SL: I don’t think so. The “now-ist” approach was a particularly well-articulated story of how to legitimize the idea that even someone as privileged as an MIT Media Lab graduate has to reinvent themselves constantly and turn away from what has worked in the past. It was a very smart way of framing something that is quite exploitative, in this investor-speak way centered on the promise of opportunity. This language was inspired by people like Ito and those in his network to argue there is something broken about Western forms of innovation; that we have lost touch with the world. What they meant was that they, especially men from the global North, had lost control. A now-ist can turn to the next and find something completely unique to re-invest.
When I was embedded in this incubator in 2012 and 2013, I saw for myself that the environment felt just plain exciting to everyone involved.
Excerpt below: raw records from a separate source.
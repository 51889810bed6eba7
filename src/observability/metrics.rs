//! Metrics collection and exposition.
//!
//! # Metrics
//! - `splitter_poll_cycles_total` (counter): poll cycles by outcome
//! - `splitter_address_utxos` (gauge): UTXOs seen at the monitored address
//! - `splitter_split_attempts_total` (counter): split attempts by outcome
//! - `splitter_last_fee_lovelace` (gauge): fee of the last built transaction
//! - `splitter_api_requests_total` (counter): Blockfrost calls by endpoint, outcome
//! - `splitter_cli_invocations_total` (counter): `cardano-cli` runs by operation, outcome
//!
//! Recording is a no-op until `init_metrics` installs the exporter.

use std::net::SocketAddr;

use metrics_exporter_prometheus::{BuildError, PrometheusBuilder};

/// Install the Prometheus exporter and its scrape listener.
///
/// Must be called from within a Tokio runtime.
pub fn init_metrics(addr: SocketAddr) -> Result<(), BuildError> {
    PrometheusBuilder::new().with_http_listener(addr).install()?;
    tracing::info!(address = %addr, "Metrics exporter listening");
    Ok(())
}

fn outcome(ok: bool) -> &'static str {
    if ok {
        "success"
    } else {
        "failure"
    }
}

pub fn record_poll_cycle(result: &'static str) {
    ::metrics::counter!("splitter_poll_cycles_total", "outcome" => result).increment(1);
}

pub fn record_address_utxos(count: usize) {
    ::metrics::gauge!("splitter_address_utxos").set(count as f64);
}

pub fn record_split_attempt(ok: bool) {
    ::metrics::counter!("splitter_split_attempts_total", "outcome" => outcome(ok)).increment(1);
}

pub fn record_fee(fee: u64) {
    ::metrics::gauge!("splitter_last_fee_lovelace").set(fee as f64);
}

pub fn record_api_request(endpoint: &'static str, ok: bool) {
    ::metrics::counter!(
        "splitter_api_requests_total",
        "endpoint" => endpoint,
        "outcome" => outcome(ok)
    )
    .increment(1);
}

pub fn record_cli_invocation(operation: &'static str, ok: bool) {
    ::metrics::counter!(
        "splitter_cli_invocations_total",
        "operation" => operation,
        "outcome" => outcome(ok)
    )
    .increment(1);
}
I too felt this excitement to be part of it. That made me tolerate, like other women did, instances of sexism and sexual harassment because there was seemingly a bigger project at stake.
YCW: How has the pandemic upended the West’s assumed monopoly on the contemporary? Does the global uncertainty of the moment help or hurt the project of equalizing innovation? Does today’s “prototype” have a nationality?
SL:The state of China-U.S. relations has made visible how the narrative of China as the threatening and backwards other is so deeply intertwined in American national politics. It’s not new, but the pandemic has perhaps made that fact even more visible. If the West is confronted with the pitfalls of its own exceptionalism, maybe there is some hope for change, but I don’t see it happening right now at least. Even in liberal circles, where people have begun to analyze the role data and algorithms play in surveillance capitalism in the U.S., China is depicted as an oversimplified “other.” The notion that China is only and always necessarily a top-down authoritarian regime and surveillance state, then, is complicit in various forms of racialized violence. It reproduces China as the other. While we have that reckoning in the West as we turn toward our own issues of racism and surveillance here, we are failing to have a more nuanced engagement with China.
Meanwhile, in market-driven processes, the nation is not the important entity. In the kinds of processes I was studying around financialization, competition doesn’t matter in a national sense; Nationality is almost irrelevant to the investor. Shenzhen appears as an archetype that was able to produce these feelings of excitement. Later, we might move on to the next thing to extract newness elsewhere. It is the story of promise, and scale is what matters to the investor.